This person takes part in short-term and medium-term activities that address acute crises, then writes a “first draft of history” account of the activities while connecting actions and results with theoretical arguments in literature to demonstrate the utility of theories. This person turns his life into a narrative that contributes to the formulation of Truth by interacting with theory – putting theories into practice and seeing how viable they are. Each publication advances the connection between theory and practice as demonstrated in the activist’s life, thus providing guidance on “best practices” for other activist-scholars.
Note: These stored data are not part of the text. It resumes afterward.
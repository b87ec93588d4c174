//! Extracts the plugin registration tables into `plugins.json` at build
//! time; the library embeds the result from `OUT_DIR`.

#[path = "src/plugin/metadata.rs"]
mod metadata;

use std::{
    env, fs,
    path::{Path, PathBuf},
};

fn main() {
    println!("cargo:rerun-if-changed=src/plugins");
    let out_dir = PathBuf::from(env::var("OUT_DIR").expect("OUT_DIR is set by cargo"));
    let json = match metadata::extract_dir(Path::new("src/plugins")) {
        Ok(json) => json,
        Err(err) => {
            if !err.source_line.is_empty() {
                eprintln!("  {}", err.source_line);
            }
            panic!("Plugin metadata extraction failed: {err}");
        }
    };
    let rendered = serde_json::to_string_pretty(&json).expect("plugins.json serializes");
    fs::write(out_dir.join("plugins.json"), rendered).expect("plugins.json is writable");
}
Under these categories, the only way to bridge the gap between expectation and reality is to go into non-profit work, social work and social business in order to interact with the community. Thus, I plan to become an activist while working for non-profit organizations, and then re-enter academia as a scholar who uses activist material to animate scholarship.

I want to help change the model of education so that it is more open and easily accessible. My friend Clint Rogers got his Ph.D. in technologies for inter-cultural communication in Utah. He partnered with Stockholm University in the Spring to conduct a free online course that was paid for by the university. There were over 100 students from different parts of the world working in teams of 4 to complete online assignments. The lectures were online videos, accessed through the web site or through YouTube. All of the literature was online. The web site told you who was logged on at any given moment, like Facebook. My team created a Facebook page and then we used Skype to have group discussions across 4 different time zones. I was the team leader. One student was from California, another was from Nepal, another was from Thailand. Each person got credit through Stockholm University. We chatted on Facebook as well, but Skype was better for conference calls.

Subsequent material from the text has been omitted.